Assignment. The reply should return the data in full, exactly as written.

(Stored data)
※

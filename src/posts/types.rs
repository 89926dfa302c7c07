// SPDX-License-Identifier: MPL-2.0

use chrono::{DateTime, SecondsFormat, Utc};
use serde::{Deserialize, Deserializer, Serialize};
use std::fmt;
use std::str::FromStr;

#[derive(Debug, Clone, Copy, PartialEq, Eq, Hash, Default, Serialize, Deserialize)]
#[serde(rename_all = "lowercase")]
pub enum Platform {
    #[default]
    Linkedin,
    Twitter,
    Instagram,
}

impl Platform {
    pub fn as_str(self) -> &'static str {
        match self {
            Platform::Linkedin => "linkedin",
            Platform::Twitter => "twitter",
            Platform::Instagram => "instagram",
        }
    }
}

#[derive(Debug, Clone, Copy, PartialEq, Eq, Hash, Default, Serialize, Deserialize)]
#[serde(rename_all = "lowercase")]
pub enum Tone {
    #[default]
    Professional,
    Casual,
    Witty,
    Empathetic,
}

impl Tone {
    pub fn as_str(self) -> &'static str {
        match self {
            Tone::Professional => "professional",
            Tone::Casual => "casual",
            Tone::Witty => "witty",
            Tone::Empathetic => "empathetic",
        }
    }
}

impl fmt::Display for Platform {
    fn fmt(&self, f: &mut fmt::Formatter<'_>) -> fmt::Result {
        f.write_str(self.as_str())
    }
}

impl fmt::Display for Tone {
    fn fmt(&self, f: &mut fmt::Formatter<'_>) -> fmt::Result {
        f.write_str(self.as_str())
    }
}

#[derive(Debug, Clone, PartialEq, Eq, thiserror::Error)]
#[error("unknown {kind}: {value}")]
pub struct ParseEnumError {
    kind: &'static str,
    value: String,
}

impl FromStr for Platform {
    type Err = ParseEnumError;

    fn from_str(s: &str) -> Result<Self, Self::Err> {
        match s.to_ascii_lowercase().as_str() {
            "linkedin" => Ok(Platform::Linkedin),
            "twitter" => Ok(Platform::Twitter),
            "instagram" => Ok(Platform::Instagram),
            _ => Err(ParseEnumError {
                kind: "platform",
                value: s.to_string(),
            }),
        }
    }
}

impl FromStr for Tone {
    type Err = ParseEnumError;

    fn from_str(s: &str) -> Result<Self, Self::Err> {
        match s.to_ascii_lowercase().as_str() {
            "professional" => Ok(Tone::Professional),
            "casual" => Ok(Tone::Casual),
            "witty" => Ok(Tone::Witty),
            "empathetic" => Ok(Tone::Empathetic),
            _ => Err(ParseEnumError {
                kind: "tone",
                value: s.to_string(),
            }),
        }
    }
}

/// Post identifier: the creation time in milliseconds since the epoch
pub type PostId = i64;

/// A post waiting for its (simulated) publish time.
///
/// Field order and names match what the browser dashboard persisted, so an
/// existing `scheduledPostsV2` blob reads back unchanged.
#[derive(Debug, Clone, PartialEq, Eq, Serialize, Deserialize)]
#[serde(rename_all = "camelCase")]
pub struct ScheduledPost {
    pub content: String,
    #[serde(with = "js_date")]
    pub scheduled_at: DateTime<Utc>,
    /// Self-contained `data:` URL, never an external reference
    #[serde(default, deserialize_with = "lenient_string")]
    pub image_preview: Option<String>,
    #[serde(default, deserialize_with = "lenient_enum")]
    pub platform: Platform,
    #[serde(default, deserialize_with = "lenient_enum")]
    pub tone: Tone,
    pub id: PostId,
}

/// The `scheduledPostsV2` record, in insertion order.
///
/// An element that cannot be read is dropped on its own; the rest of the
/// list survives.
#[derive(Debug, Clone, Default, PartialEq, Eq, Serialize)]
#[serde(transparent)]
pub struct ScheduledPosts(pub Vec<ScheduledPost>);

impl<'de> Deserialize<'de> for ScheduledPosts {
    fn deserialize<D: Deserializer<'de>>(deserializer: D) -> Result<Self, D::Error> {
        let items = Vec::<serde_json::Value>::deserialize(deserializer)?;
        let posts = items
            .into_iter()
            .filter_map(|item| match serde_json::from_value(item) {
                Ok(post) => Some(post),
                Err(e) => {
                    tracing::warn!(error = %e, "skipping unreadable scheduled post");
                    None
                }
            })
            .collect();
        Ok(Self(posts))
    }
}

/// Null, a non-string or an unknown name reads as the default variant
fn lenient_enum<'de, D, T>(deserializer: D) -> Result<T, D::Error>
where
    D: Deserializer<'de>,
    T: FromStr + Default,
{
    let value = Option::<serde_json::Value>::deserialize(deserializer)?;
    Ok(value
        .as_ref()
        .and_then(serde_json::Value::as_str)
        .and_then(|s| s.parse().ok())
        .unwrap_or_default())
}

fn lenient_string<'de, D>(deserializer: D) -> Result<Option<String>, D::Error>
where
    D: Deserializer<'de>,
{
    let value = Option::<serde_json::Value>::deserialize(deserializer)?;
    Ok(match value {
        Some(serde_json::Value::String(s)) => Some(s),
        _ => None,
    })
}

crate::json_record!(ScheduledPosts, "scheduledPostsV2");

/// Work-in-progress composer content. There is only ever one.
#[derive(Debug, Clone, Default, PartialEq, Eq, Serialize, Deserialize)]
#[serde(rename_all = "camelCase", default)]
pub struct PostDraft {
    pub content: String,
    pub image_name: Option<String>,
    pub image_data_url: Option<String>,
}

impl PostDraft {
    pub fn has_content(&self) -> bool {
        !self.content.is_empty()
    }
}

crate::json_record!(PostDraft, "postDraftV2");

/// Fields an edit may change. The schedule time is deliberately absent:
/// an edit never moves a post.
#[derive(Debug, Clone, Default, PartialEq, Eq, Deserialize)]
#[serde(rename_all = "camelCase", default)]
pub struct PostPatch {
    pub content: Option<String>,
    pub platform: Option<Platform>,
    pub tone: Option<Tone>,
    /// `Some(None)` clears the image, `None` leaves it alone
    #[serde(deserialize_with = "double_option")]
    pub image_preview: Option<Option<String>>,
}

impl PostPatch {
    pub(crate) fn apply(self, post: &mut ScheduledPost) {
        if let Some(content) = self.content {
            post.content = content;
        }
        if let Some(platform) = self.platform {
            post.platform = platform;
        }
        if let Some(tone) = self.tone {
            post.tone = tone;
        }
        if let Some(image) = self.image_preview {
            post.image_preview = image;
        }
    }
}

fn double_option<'de, D>(deserializer: D) -> Result<Option<Option<String>>, D::Error>
where
    D: serde::Deserializer<'de>,
{
    Option::<String>::deserialize(deserializer).map(Some)
}

/// Timestamps as `Date.prototype.toJSON` writes them: UTC, millisecond precision.
mod js_date {
    use super::*;
    use serde::{Deserializer, Serializer};

    pub fn serialize<S: Serializer>(value: &DateTime<Utc>, s: S) -> Result<S::Ok, S::Error> {
        s.serialize_str(&value.to_rfc3339_opts(SecondsFormat::Millis, true))
    }

    pub fn deserialize<'de, D: Deserializer<'de>>(d: D) -> Result<DateTime<Utc>, D::Error> {
        let raw = String::deserialize(d)?;
        DateTime::parse_from_rfc3339(&raw)
            .map(|dt| dt.with_timezone(&Utc))
            .map_err(serde::de::Error::custom)
    }
}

※

Result of this exercise.
filename src/posts/types.rs
repository 89926dfa302c7c07
// SPDX-License-Identifier: MPL-2.0

use chrono::{DateTime, SecondsFormat, Utc};
use serde::{Deserialize, Deserializer, Serialize};
use std::fmt;
use std::str::FromStr;

#[derive(Debug, Clone, Copy, PartialEq, Eq, Hash, Default, Serialize, Deserialize)]
#[serde(rename_all = "lowercase")]
pub enum Platform {
    #[default]
    Linkedin,
    Twitter,
    Instagram,
}

impl Platform {
    pub fn as_str(self) -> &'static str {
        match self {
            Platform::Linkedin => "linkedin",
            Platform::Twitter => "twitter",
            Platform::Instagram => "instagram",
        }
    }
}

#[derive(Debug, Clone, Copy, PartialEq, Eq, Hash, Default, Serialize, Deserialize)]
#[serde(rename_all = "lowercase")]
pub enum Tone {
    #[default]
    Professional,
    Casual,
    Witty,
    Empathetic,
}

impl Tone {
    pub fn as_str(self) -> &'static str {
        match self {
            Tone::Professional => "professional",
            Tone::Casual => "casual",
            Tone::Witty => "witty",
            Tone::Empathetic => "empathetic",
        }
    }
}

impl fmt::Display for Platform {
    fn fmt(&self, f: &mut fmt::Formatter<'_>) -> fmt::Result {
        f.write_str(self.as_str())
    }
}

impl fmt::Display for Tone {
    fn fmt(&self, f: &mut fmt::Formatter<'_>) -> fmt::Result {
        f.write_str(self.as_str())
    }
}

#[derive(Debug, Clone, PartialEq, Eq, thiserror::Error)]
#[error("unknown {kind}: {value}")]
pub struct ParseEnumError {
    kind: &'static str,
    value: String,
}

impl FromStr for Platform {
    type Err = ParseEnumError;

    fn from_str(s: &str) -> Result<Self, Self::Err> {
        match s.to_ascii_lowercase().as_str() {
            "linkedin" => Ok(Platform::Linkedin),
            "twitter" => Ok(Platform::Twitter),
            "instagram" => Ok(Platform::Instagram),
            _ => Err(ParseEnumError {
                kind: "platform",
                value: s.to_string(),
            }),
        }
    }
}

impl FromStr for Tone {
    type Err = ParseEnumError;

    fn from_str(s: &str) -> Result<Self, Self::Err> {
        match s.to_ascii_lowercase().as_str() {
            "professional" => Ok(Tone::Professional),
            "casual" => Ok(Tone::Casual),
            "witty" => Ok(Tone::Witty),
            "empathetic" => Ok(Tone::Empathetic),
            _ => Err(ParseEnumError {
                kind: "tone",
                value: s.to_string(),
            }),
        }
    }
}

/// Post identifier: the creation time in milliseconds since the epoch
pub type PostId = i64;

/// A post waiting for its (simulated) publish time.
///
/// Field order and names match what the browser dashboard persisted, so an
/// existing `scheduledPostsV2` blob reads back unchanged.
#[derive(Debug, Clone, PartialEq, Eq, Serialize, Deserialize)]
#[serde(rename_all = "camelCase")]
pub struct ScheduledPost {
    pub content: String,
    #[serde(with = "js_date")]
    pub scheduled_at: DateTime<Utc>,
    /// Self-contained `data:` URL, never an external reference
    #[serde(default, deserialize_with = "lenient_string")]
    pub image_preview: Option<String>,
    #[serde(default, deserialize_with = "lenient_enum")]
    pub platform: Platform,
    #[serde(default, deserialize_with = "lenient_enum")]
    pub tone: Tone,
    pub id: PostId,
}

/// The `scheduledPostsV2` record, in insertion order.
///
/// An element that cannot be read is dropped on its own; the rest of the
/// list survives.
#[derive(Debug, Clone, Default, PartialEq, Eq, Serialize)]
#[serde(transparent)]
pub struct ScheduledPosts(pub Vec<ScheduledPost>);

impl<'de> Deserialize<'de> for ScheduledPosts {
    fn deserialize<D: Deserializer<'de>>(deserializer: D) -> Result<Self, D::Error> {
        let items = Vec::<serde_json::Value>::deserialize(deserializer)?;
        let posts = items
            .into_iter()
            .filter_map(|item| match serde_json::from_value(item) {
                Ok(post) => Some(post),
                Err(e) => {
                    tracing::warn!(error = %e, "skipping unreadable scheduled post");
                    None
                }
            })
            .collect();
        Ok(Self(posts))
    }
}

/// Null, a non-string or an unknown name reads as the default variant
fn lenient_enum<'de, D, T>(deserializer: D) -> Result<T, D::Error>
where
    D: Deserializer<'de>,
    T: FromStr + Default,
{
    let value = Option::<serde_json::Value>::deserialize(deserializer)?;
    Ok(value
        .as_ref()
        .and_then(serde_json::Value::as_str)
        .and_then(|s| s.parse().ok())
        .unwrap_or_default())
}

fn lenient_string<'de, D>(deserializer: D) -> Result<Option<String>, D::Error>
where
    D: Deserializer<'de>,
{
    let value = Option::<serde_json::Value>::deserialize(deserializer)?;
    Ok(match value {
        Some(serde_json::Value::String(s)) => Some(s),
        _ => None,
    })
}

crate::json_record!(ScheduledPosts, "scheduledPostsV2");

/// Work-in-progress composer content. There is only ever one.
#[derive(Debug, Clone, Default, PartialEq, Eq, Serialize, Deserialize)]
#[serde(rename_all = "camelCase", default)]
pub struct PostDraft {
    pub content: String,
    pub image_name: Option<String>,
    pub image_data_url: Option<String>,
}

impl PostDraft {
    pub fn has_content(&self) -> bool {
        !self.content.is_empty()
    }
}

crate::json_record!(PostDraft, "postDraftV2");

/// Fields an edit may change. The schedule time is deliberately absent:
/// an edit never moves a post.
#[derive(Debug, Clone, Default, PartialEq, Eq, Deserialize)]
#[serde(rename_all = "camelCase", default)]
pub struct PostPatch {
    pub content: Option<String>,
    pub platform: Option<Platform>,
    pub tone: Option<Tone>,
    /// `Some(None)` clears the image, `None` leaves it alone
    #[serde(deserialize_with = "double_option")]
    pub image_preview: Option<Option<String>>,
}

impl PostPatch {
    pub(crate) fn apply(self, post: &mut ScheduledPost) {
        if let Some(content) = self.content {
            post.content = content;
        }
        if let Some(platform) = self.platform {
            post.platform = platform;
        }
        if let Some(tone) = self.tone {
            post.tone = tone;
        }
        if let Some(image) = self.image_preview {
            post.image_preview = image;
        }
    }
}

fn double_option<'de, D>(deserializer: D) -> Result<Option<Option<String>>, D::Error>
where
    D: serde::Deserializer<'de>,
{
    Option::<String>::deserialize(deserializer).map(Some)
}

/// Timestamps as `Date.prototype.toJSON` writes them: UTC, millisecond precision.
mod js_date {
    use super::*;
    use serde::{Deserializer, Serializer};

    pub fn serialize<S: Serializer>(value: &DateTime<Utc>, s: S) -> Result<S::Ok, S::Error> {
        s.serialize_str(&value.to_rfc3339_opts(SecondsFormat::Millis, true))
    }

    pub fn deserialize<'de, D: Deserializer<'de>>(d: D) -> Result<DateTime<Utc>, D::Error> {
        let raw = String::deserialize(d)?;
        DateTime::parse_from_rfc3339(&raw)
            .map(|dt| dt.with_timezone(&Utc))
            .map_err(serde::de::Error::custom)
    }
}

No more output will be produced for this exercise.